I, for one, am not convinced that this direction will be adhered to.

Life Healthcare appears to make a business from evading legal restrictions on its practice. The from page of its website informs us,
With draconian EU legislation pending for the UK marketplace your right to buy optimum dose nutritional supplements may be limited, and some ingredients may no longer be available. Fortunately as we are based outside the EU (in the Channel Islands), Life Healthcare can continue to supply these high potency supplements that may have to be withdrawn from the UK and Europe in the coming months and years.

The current weakness of consumer protection laws in the UK will indeed be strengthened in the next few weeks as vastly improved consumer trading legislation comes into force. Whether this makes any difference to companies such as Life Healthcare remains to be seen.

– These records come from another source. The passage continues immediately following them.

impl<'a> Decoder<'a> {
    /// Create a new DER decoder over the given data.
    pub fn new(data: &'a [u8]) -> Self {
        Self::with_rules(data, EncodingRules::Der)
    }

    pub fn with_rules(data: &'a [u8], rules: EncodingRules) -> Self {
        Self::nested(data, 0, rules)
    }

    pub(crate) fn nested(data: &'a [u8], base: usize, rules: EncodingRules) -> Self {
        Self {
            data,
            pos: 0,
            base,
            rules,
        }
    }

    pub fn rules(&self) -> EncodingRules {
        self.rules
    }

    /// Returns the remaining undecoded bytes.
    pub fn remaining(&self) -> &'a [u8] {
        &self.data[self.pos..]
    }

    /// Returns true if all data has been consumed.
    pub fn is_empty(&self) -> bool {
        self.pos >= self.data.len()
    }

    /// Absolute offset of the next byte to be read.
    pub fn offset(&self) -> usize {
        self.base + self.pos
    }

    /// Fail if any bytes are left unread.
    pub fn finish(&self) -> Result<(), Asn1Error> {
        if self.is_empty() {
            Ok(())
        } else {
            Err(Asn1Error::malformed(self.offset(), "trailing data"))
        }
    }

    /// Parse the next TLV element.
    pub fn read_tlv(&mut self) -> Result<Tlv<'a>, Asn1Error> {
        let start = self.pos;
        let abs = self.offset();
        if start >= self.data.len() {
            return Err(Asn1Error::TruncatedInput { offset: abs });
        }
        let header = read_header(&self.data[start..], self.rules).map_err(|e| rebase(e, abs))?;
        if header.tag == Tag::END_OF_CONTENTS {
            return Err(Asn1Error::malformed(abs, "unexpected end-of-contents"));
        }
        let content_start = start + header.header_len;
        let (content_len, end) = match header.length {
            Length::Definite(len) => {
                let end = content_start
                    .checked_add(len)
                    .filter(|&end| end <= self.data.len())
                    .ok_or(Asn1Error::TruncatedInput {
                        offset: self.base + self.data.len(),
                    })?;
                (len, end)
            }
            Length::Indefinite => {
                let len = find_end_of_contents(
                    &self.data[content_start..],
                    self.base + content_start,
                    0,
                )?;
                (len, content_start + len + 2)
            }
        };
        self.pos = end;
        Ok(Tlv {
            tag: header.tag,
            value: &self.data[content_start..content_start + content_len],
            raw: &self.data[start..end],
            offset: abs,
            content_offset: self.base + content_start,
            rules: self.rules,
        })
    }

    /// Peek at the next tag without consuming it.
    pub fn peek_tag(&self) -> Result<Tag, Asn1Error> {
        if self.is_empty() {
            return Err(Asn1Error::TruncatedInput {
                offset: self.offset(),
            });
        }
        let (tag, _) = Tag::from_bytes(self.remaining()).map_err(|e| rebase(e, self.offset()))?;
        Ok(tag)
    }

    /// True if the next element has the given class and number.
    pub fn next_is(&self, class: TagClass, number: u32) -> bool {
        self.peek_tag()
            .map(|t| t.class == class && t.number == number)
            .unwrap_or(false)
    }

    /// Read an element and check its identifier. Under BER a string type
    /// may arrive in constructed form.
    pub fn read_expected(&mut self, expected: Tag) -> Result<Tlv<'a>, Asn1Error> {
        let offset = self.offset();
        let tlv = self.read_tlv()?;
        let form_ok = tlv.tag.constructed == expected.constructed
            || (self.rules == EncodingRules::Ber
                && expected.class == TagClass::Universal
                && !expected.constructed
                && allows_constructed(expected.number));
        if !tlv.tag.same_type(&expected) || !form_ok {
            return Err(Asn1Error::UnexpectedTag {
                offset,
                expected: expected.to_string(),
                found: tlv.tag.to_string(),
            });
        }
        Ok(tlv)
    }

    /// Read an element whose identifier matches `tag` exactly, or nothing.
    pub fn read_optional(&mut self, tag: Tag) -> Result<Option<Tlv<'a>>, Asn1Error> {
        if self.is_empty() || self.peek_tag()? != tag {
            return Ok(None);
        }
        self.read_tlv().map(Some)
    }

    /// Read an INTEGER and return its content octets (two's complement,
    /// big-endian).
    pub fn read_integer(&mut self) -> Result<&'a [u8], Asn1Error> {
        let tlv = self.read_expected(Tag::INTEGER)?;
        primitive::decode_integer(tlv.value, self.rules).map_err(|e| rebase(e, tlv.content_offset))?;
        Ok(tlv.value)
    }

    pub fn read_big_integer(&mut self) -> Result<BigInt, Asn1Error> {
        let tlv = self.read_expected(Tag::INTEGER)?;
        primitive::decode_integer(tlv.value, self.rules).map_err(|e| rebase(e, tlv.content_offset))
    }

    /// Read a non-negative INTEGER that fits in a `u64`.
    pub fn read_u64(&mut self) -> Result<u64, Asn1Error> {
        self.read_big_integer()?
            .to_u64()
            .ok_or(Asn1Error::IntegerOverflow)
    }

    /// Read a non-negative INTEGER that fits in a `u32`.
    pub fn read_u32(&mut self) -> Result<u32, Asn1Error> {
        u32::try_from(self.read_u64()?).map_err(|_| Asn1Error::IntegerOverflow)
    }

    /// Read an ENUMERATED that fits in a `u32`.
    pub fn read_enumerated(&mut self) -> Result<u32, Asn1Error> {
        let tlv = self.read_expected(Tag::ENUMERATED)?;
        primitive::decode_integer(tlv.value, self.rules)
            .map_err(|e| rebase(e, tlv.content_offset))?
            .to_u32()
            .ok_or(Asn1Error::IntegerOverflow)
    }

    /// Read a BOOLEAN value (DER: 0x00=false, 0xFF=true).
    pub fn read_boolean(&mut self) -> Result<bool, Asn1Error> {
        let tlv = self.read_expected(Tag::BOOLEAN)?;
        primitive::decode_boolean(tlv.value, self.rules).map_err(|e| rebase(e, tlv.content_offset))
    }

    pub fn read_null(&mut self) -> Result<(), Asn1Error> {
        let tlv = self.read_expected(Tag::NULL)?;
        primitive::decode_null(tlv.value).map_err(|e| rebase(e, tlv.content_offset))
    }

    /// Read an OCTET STRING. Borrowed unless BER segments had to be joined.
    pub fn read_octet_string(&mut self) -> Result<Cow<'a, [u8]>, Asn1Error> {
        let tlv = self.read_expected(Tag::OCTET_STRING)?;
        reassemble(&tlv)
    }

    /// Read a BIT STRING.
    pub fn read_bit_string(&mut self) -> Result<BitString, Asn1Error> {
        let tlv = self.read_expected(Tag::BIT_STRING)?;
        let content = reassemble(&tlv)?;
        let (unused, data) = primitive::decode_bit_string(&content, self.rules)
            .map_err(|e| rebase(e, tlv.content_offset))?;
        BitString::new(data.to_vec(), unused)
    }

    /// Read an OBJECT IDENTIFIER.
    pub fn read_oid(&mut self) -> Result<Oid, Asn1Error> {
        let tlv = self.read_expected(Tag::OID)?;
        Oid::from_der_value(tlv.value).map_err(|e| rebase(e, tlv.content_offset))
    }

    /// Read any character string type, returning its kind and text.
    pub fn read_string_with_kind(&mut self) -> Result<(StringKind, String), Asn1Error> {
        let offset = self.offset();
        let tag = self.peek_tag()?;
        let kind = match (tag.class, StringKind::from_tag_number(tag.number)) {
            (TagClass::Universal, Some(kind)) => kind,
            _ => {
                return Err(Asn1Error::UnexpectedTag {
                    offset,
                    expected: "character string".into(),
                    found: tag.to_string(),
                })
            }
        };
        let tlv = self.read_expected(Tag::universal(kind.tag_number(), false))?;
        let content = reassemble(&tlv)?;
        let text = primitive::decode_string(kind, &content)
            .map_err(|e| rebase(e, tlv.content_offset))?;
        Ok((kind, text))
    }

    /// Read a string value (UTF8String, PrintableString, IA5String,
    /// T61String, BMPString, ...) and return it as a Rust `String`.
    pub fn read_string(&mut self) -> Result<String, Asn1Error> {
        self.read_string_with_kind().map(|(_, text)| text)
    }

    /// Read a Time value (UTCTime or GeneralizedTime).
    pub fn read_time(&mut self) -> Result<Asn1Time, Asn1Error> {
        let offset = self.offset();
        let kind = match self.peek_tag()? {
            Tag::UTC_TIME => TimeKind::Utc,
            Tag::GENERALIZED_TIME => TimeKind::Generalized,
            other => {
                return Err(Asn1Error::UnexpectedTag {
                    offset,
                    expected: "UTCTime or GeneralizedTime".into(),
                    found: other.to_string(),
                })
            }
        };
        let tlv = self.read_tlv()?;
        Asn1Time::parse(kind, tlv.value, self.rules).map_err(|e| rebase(e, tlv.content_offset))
    }

    /// Read a SEQUENCE, returning a sub-decoder over its contents.
    pub fn read_sequence(&mut self) -> Result<Decoder<'a>, Asn1Error> {
        Ok(self.read_expected(Tag::SEQUENCE)?.contents())
    }

    /// Read a SET, returning a sub-decoder over its contents.
    pub fn read_set(&mut self) -> Result<Decoder<'a>, Asn1Error> {
        Ok(self.read_expected(Tag::SET)?.contents())
    }

    /// Read a context-specific tagged value with the expected tag number.
    pub fn read_context_specific(
        &mut self,
        tag_num: u32,
        constructed: bool,
    ) -> Result<Tlv<'a>, Asn1Error> {
        let offset = self.offset();
        let tlv = self.read_tlv()?;
        if tlv.tag != Tag::context(tag_num, constructed) {
            return Err(Asn1Error::UnexpectedTag {
                offset,
                expected: Tag::context(tag_num, constructed).to_string(),
                found: tlv.tag.to_string(),
            });
        }
        Ok(tlv)
    }

    /// Try to read a context-specific tagged value. Returns `None` if
    /// the next tag does not match, without consuming any bytes.
    pub fn try_read_context_specific(
        &mut self,
        tag_num: u32,
        constructed: bool,
    ) -> Result<Option<Tlv<'a>>, Asn1Error> {
        self.read_optional(Tag::context(tag_num, constructed))
    }

    /// Read `[n] EXPLICIT` and return a decoder over the wrapped element.
    pub fn read_explicit(&mut self, tag_num: u32) -> Result<Decoder<'a>, Asn1Error> {
        Ok(self.read_context_specific(tag_num, true)?.contents())
    }

    pub fn try_read_explicit(&mut self, tag_num: u32) -> Result<Option<Decoder<'a>>, Asn1Error> {
        Ok(self
            .try_read_context_specific(tag_num, true)?
            .map(|tlv| tlv.contents()))
    }

    /// Decode the next element into the generic value model.
    pub fn read_value(&mut self) -> Result<Asn1Value, Asn1Error> {
        let tlv = self.read_tlv()?;
        decode_tlv(&tlv, 0)
    }
}
//! Content-octet decoders and validators for the primitive universal types.
//!
//! Offsets in errors are relative to the content octets; the decoder
//! rebases them onto the enclosing buffer.

use super::{tags, EncodingRules};
use crate::oid::Oid;
use num_bigint::BigInt;
use pathkit_types::Asn1Error;

/// The character string types, each with its own repertoire.
#[derive(Debug, Clone, Copy, PartialEq, Eq, Hash)]
pub enum StringKind {
    Utf8,
    Numeric,
    Printable,
    T61,
    Ia5,
    Visible,
    Universal,
    Bmp,
}

impl StringKind {
    pub fn from_tag_number(number: u32) -> Option<Self> {
        Some(match number {
            tags::UTF8_STRING => StringKind::Utf8,
            tags::NUMERIC_STRING => StringKind::Numeric,
            tags::PRINTABLE_STRING => StringKind::Printable,
            tags::T61_STRING => StringKind::T61,
            tags::IA5_STRING => StringKind::Ia5,
            tags::VISIBLE_STRING => StringKind::Visible,
            tags::UNIVERSAL_STRING => StringKind::Universal,
            tags::BMP_STRING => StringKind::Bmp,
            _ => return None,
        })
    }

    pub fn tag_number(self) -> u32 {
        match self {
            StringKind::Utf8 => tags::UTF8_STRING,
            StringKind::Numeric => tags::NUMERIC_STRING,
            StringKind::Printable => tags::PRINTABLE_STRING,
            StringKind::T61 => tags::T61_STRING,
            StringKind::Ia5 => tags::IA5_STRING,
            StringKind::Visible => tags::VISIBLE_STRING,
            StringKind::Universal => tags::UNIVERSAL_STRING,
            StringKind::Bmp => tags::BMP_STRING,
        }
    }

    pub fn name(self) -> &'static str {
        match self {
            StringKind::Utf8 => "UTF8String",
            StringKind::Numeric => "NumericString",
            StringKind::Printable => "PrintableString",
            StringKind::T61 => "T61String",
            StringKind::Ia5 => "IA5String",
            StringKind::Visible => "VisibleString",
            StringKind::Universal => "UniversalString",
            StringKind::Bmp => "BMPString",
        }
    }

    /// Whether `c` belongs to this type's character repertoire.
    pub fn permits(self, c: char) -> bool {
        match self {
            StringKind::Utf8 => true,
            StringKind::Numeric => c.is_ascii_digit() || c == ' ',
            StringKind::Printable => {
                c.is_ascii_alphanumeric() || " '()+,-./:=?".contains(c)
            }
            // Teletex content is read as Latin-1.
            StringKind::T61 => (c as u32) <= 0xFF,
            StringKind::Ia5 => c.is_ascii(),
            StringKind::Visible => (' '..='~').contains(&c),
            StringKind::Universal => true,
            StringKind::Bmp => (c as u32) <= 0xFFFF,
        }
    }
}

/// INTEGER / ENUMERATED content. Empty content is always invalid; a
/// redundant leading `00` or `FF` octet is rejected under DER.
pub fn decode_integer(content: &[u8], rules: EncodingRules) -> Result<BigInt, Asn1Error> {
    check_integer(content, rules)?;
    Ok(BigInt::from_signed_bytes_be(content))
}

fn check_integer(content: &[u8], rules: EncodingRules) -> Result<(), Asn1Error> {
    match content {
        [] => Err(Asn1Error::malformed(0, "empty INTEGER")),
        [0x00, next, ..] | [0xFF, next, ..]
            if rules == EncodingRules::Der && (content[0] & 0x80) == (next & 0x80) =>
        {
            Err(Asn1Error::malformed(0, "INTEGER is not minimally encoded"))
        }
        _ => Ok(()),
    }
}

/// BOOLEAN content: exactly one octet, `00` or `FF` under DER.
pub fn decode_boolean(content: &[u8], rules: EncodingRules) -> Result<bool, Asn1Error> {
    match content {
        [0x00] => Ok(false),
        [0xFF] => Ok(true),
        [_] if rules == EncodingRules::Ber => Ok(true),
        [_] => Err(Asn1Error::malformed(0, "DER BOOLEAN must be 00 or FF")),
        _ => Err(Asn1Error::malformed(0, "BOOLEAN must be one octet")),
    }
}

/// Primitive BIT STRING content: returns `(unused_bits, data)`.
pub fn decode_bit_string(content: &[u8], rules: EncodingRules) -> Result<(u8, &[u8]), Asn1Error> {
    let (&unused, data) = content
        .split_first()
        .ok_or_else(|| Asn1Error::malformed(0, "BIT STRING without unused-bits octet"))?;
    if unused > 7 {
        return Err(Asn1Error::malformed(0, "unused-bits count above 7"));
    }
    if data.is_empty() && unused != 0 {
        return Err(Asn1Error::malformed(0, "empty BIT STRING with unused bits"));
    }
    if rules == EncodingRules::Der {
        if let Some(&last) = data.last() {
            let mask = (1u8 << unused) - 1;
            if last & mask != 0 {
                return Err(Asn1Error::malformed(
                    content.len() - 1,
                    "non-zero padding bits in DER BIT STRING",
                ));
            }
        }
    }
    Ok((unused, data))
}

pub fn decode_null(content: &[u8]) -> Result<(), Asn1Error> {
    if content.is_empty() {
        Ok(())
    } else {
        Err(Asn1Error::malformed(0, "NULL with content"))
    }
}

/// Decode character string content, enforcing the type's repertoire.
pub fn decode_string(kind: StringKind, content: &[u8]) -> Result<String, Asn1Error> {
    let invalid = |offset| Asn1Error::InvalidCharacterSet {
        string_type: kind.name(),
        offset,
    };
    let text = match kind {
        StringKind::T61 => content.iter().map(|&b| b as char).collect(),
        StringKind::Bmp => {
            if content.len() % 2 != 0 {
                return Err(invalid(content.len() - 1));
            }
            let mut out = String::with_capacity(content.len() / 2);
            for (i, c) in content.chunks_exact(2).enumerate() {
                let unit = u16::from_be_bytes([c[0], c[1]]);
                out.push(char::from_u32(unit as u32).ok_or_else(|| invalid(i * 2))?);
            }
            out
        }
        StringKind::Universal => {
            if content.len() % 4 != 0 {
                return Err(invalid(content.len() - content.len() % 4));
            }
            let mut out = String::with_capacity(content.len() / 4);
            for (i, c) in content.chunks_exact(4).enumerate() {
                let cp = u32::from_be_bytes([c[0], c[1], c[2], c[3]]);
                out.push(char::from_u32(cp).ok_or_else(|| invalid(i * 4))?);
            }
            out
        }
        _ => {
            let text = std::str::from_utf8(content).map_err(|e| invalid(e.valid_up_to()))?;
            if let Some((pos, _)) = text.char_indices().find(|&(_, c)| !kind.permits(c)) {
                return Err(invalid(pos));
            }
            text.to_string()
        }
    };
    Ok(text)
}

/// Encode text as the content octets of `kind`. Characters outside the
/// repertoire fail with `InvalidCharacterSet`; nothing is substituted.
pub fn encode_string(kind: StringKind, text: &str) -> Result<Vec<u8>, Asn1Error> {
    if let Some((pos, _)) = text.char_indices().find(|&(_, c)| !kind.permits(c)) {
        return Err(Asn1Error::InvalidCharacterSet {
            string_type: kind.name(),
            offset: pos,
        });
    }
    Ok(match kind {
        StringKind::T61 => text.chars().map(|c| c as u8).collect(),
        StringKind::Bmp => text
            .chars()
            .flat_map(|c| (c as u16).to_be_bytes())
            .collect(),
        StringKind::Universal => text
            .chars()
            .flat_map(|c| (c as u32).to_be_bytes())
            .collect(),
        _ => text.as_bytes().to_vec(),
    })
}

/// Structural well-formedness of primitive content under a universal tag
/// number, independent of semantic range. Unknown numbers are not valid.
pub fn validate(number: u32, content: &[u8], rules: EncodingRules) -> bool {
    match number {
        tags::BOOLEAN => decode_boolean(content, rules).is_ok(),
        tags::INTEGER | tags::ENUMERATED => check_integer(content, rules).is_ok(),
        tags::BIT_STRING => decode_bit_string(content, rules).is_ok(),
        tags::OCTET_STRING => true,
        tags::NULL => decode_null(content).is_ok(),
        tags::OID => Oid::from_der_value(content).is_ok(),
        tags::UTC_TIME => {
            super::Asn1Time::parse(super::TimeKind::Utc, content, rules).is_ok()
        }
        tags::GENERALIZED_TIME => {
            super::Asn1Time::parse(super::TimeKind::Generalized, content, rules).is_ok()
        }
        n => StringKind::from_tag_number(n)
            .map(|kind| decode_string(kind, content).is_ok())
            .unwrap_or(false),
    }
}

#[cfg(test)]
mod tests {
    use super::*;

    const DER: EncodingRules = EncodingRules::Der;

    #[test]
    fn test_integer_minimal_forms() {
        assert_eq!(decode_integer(&[0x00], DER).unwrap(), BigInt::from(0));
        assert_eq!(decode_integer(&[0x00, 0x80], DER).unwrap(), BigInt::from(128));
        assert_eq!(decode_integer(&[0x80], DER).unwrap(), BigInt::from(-128));
        assert_eq!(decode_integer(&[0xFF, 0x7F], DER).unwrap(), BigInt::from(-129));
    }

    #[test]
    fn test_integer_rejects_padding_in_der() {
        assert!(decode_integer(&[], DER).is_err());
        assert!(decode_integer(&[], EncodingRules::Ber).is_err());
        assert!(decode_integer(&[0x00, 0x7F], DER).is_err());
        assert!(decode_integer(&[0xFF, 0x80], DER).is_err());
        assert_eq!(
            decode_integer(&[0x00, 0x7F], EncodingRules::Ber).unwrap(),
            BigInt::from(127)
        );
    }

    #[test]
    fn test_boolean() {
        assert!(decode_boolean(&[0xFF], DER).unwrap());
        assert!(!decode_boolean(&[0x00], DER).unwrap());
        assert!(decode_boolean(&[0x01], DER).is_err());
        assert!(decode_boolean(&[0x01], EncodingRules::Ber).unwrap());
        assert!(decode_boolean(&[0xFF, 0xFF], EncodingRules::Ber).is_err());
    }

    #[test]
    fn test_bit_string_padding() {
        assert_eq!(decode_bit_string(&[0x07, 0x80], DER).unwrap(), (7, &[0x80][..]));
        assert!(decode_bit_string(&[0x07, 0x81], DER).is_err());
        assert!(decode_bit_string(&[0x07, 0x81], EncodingRules::Ber).is_ok());
        assert!(decode_bit_string(&[0x08, 0x00], EncodingRules::Ber).is_err());
        assert!(decode_bit_string(&[], EncodingRules::Ber).is_err());
        assert!(decode_bit_string(&[0x03], DER).is_err());
        assert_eq!(decode_bit_string(&[0x00], DER).unwrap(), (0, &[][..]));
    }

    #[test]
    fn test_printable_repertoire() {
        assert_eq!(decode_string(StringKind::Printable, b"Example CA").unwrap(), "Example CA");
        let err = decode_string(StringKind::Printable, b"a@b").unwrap_err();
        assert_eq!(
            err,
            Asn1Error::InvalidCharacterSet {
                string_type: "PrintableString",
                offset: 1
            }
        );
        assert!(encode_string(StringKind::Printable, "under_score").is_err());
    }

    #[test]
    fn test_ia5_and_numeric() {
        assert!(decode_string(StringKind::Ia5, "caf\u{e9}".as_bytes()).is_err());
        assert!(decode_string(StringKind::Numeric, b"12 34").is_ok());
        assert!(decode_string(StringKind::Numeric, b"12-34").is_err());
    }

    #[test]
    fn test_bmp_and_universal() {
        let bmp = encode_string(StringKind::Bmp, "H\u{e9}").unwrap();
        assert_eq!(bmp, vec![0x00, 0x48, 0x00, 0xE9]);
        assert_eq!(decode_string(StringKind::Bmp, &bmp).unwrap(), "H\u{e9}");
        assert!(encode_string(StringKind::Bmp, "\u{1F600}").is_err());
        assert!(decode_string(StringKind::Bmp, &[0x00]).is_err());
        // lone surrogate
        assert!(decode_string(StringKind::Bmp, &[0xD8, 0x00]).is_err());

        let uni = encode_string(StringKind::Universal, "\u{1F600}").unwrap();
        assert_eq!(uni, vec![0x00, 0x01, 0xF6, 0x00]);
        assert_eq!(decode_string(StringKind::Universal, &uni).unwrap(), "\u{1F600}");
    }

    #[test]
    fn test_t61_latin1() {
        assert_eq!(decode_string(StringKind::T61, &[0x41, 0xE9]).unwrap(), "A\u{e9}");
        assert_eq!(encode_string(StringKind::T61, "A\u{e9}").unwrap(), vec![0x41, 0xE9]);
    }

    #[test]
    fn test_validate_dispatch() {
        assert!(validate(tags::INTEGER, &[0x01], DER));
        assert!(!validate(tags::INTEGER, &[], DER));
        assert!(validate(tags::NULL, &[], DER));
        assert!(!validate(tags::OID, &[0x2A, 0x80, 0x01], DER));
        assert!(validate(tags::UTC_TIME, b"500101000000Z", DER));
        assert!(!validate(9, &[0x00], DER));
    }
}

*****************************************************************************

Postscript

It would appear that fleeing to the channel island might not be the get out of gaol free ticket Life Healthcare hope for. Yesterday in parliament, the Minister for Health Dawn Primarolo, responded to a question asking what the Government was doing about such loopholes. She replied,
The FSA continues to work with the Ministry of Justice, the Department responsible for the Crown Dependencies, and the administrations in the Crown Dependencies regarding implementation of the food supplements directive and Nutrition and Health Claims Regulation to prevent trade in food supplements that would be illegal in the United Kingdom.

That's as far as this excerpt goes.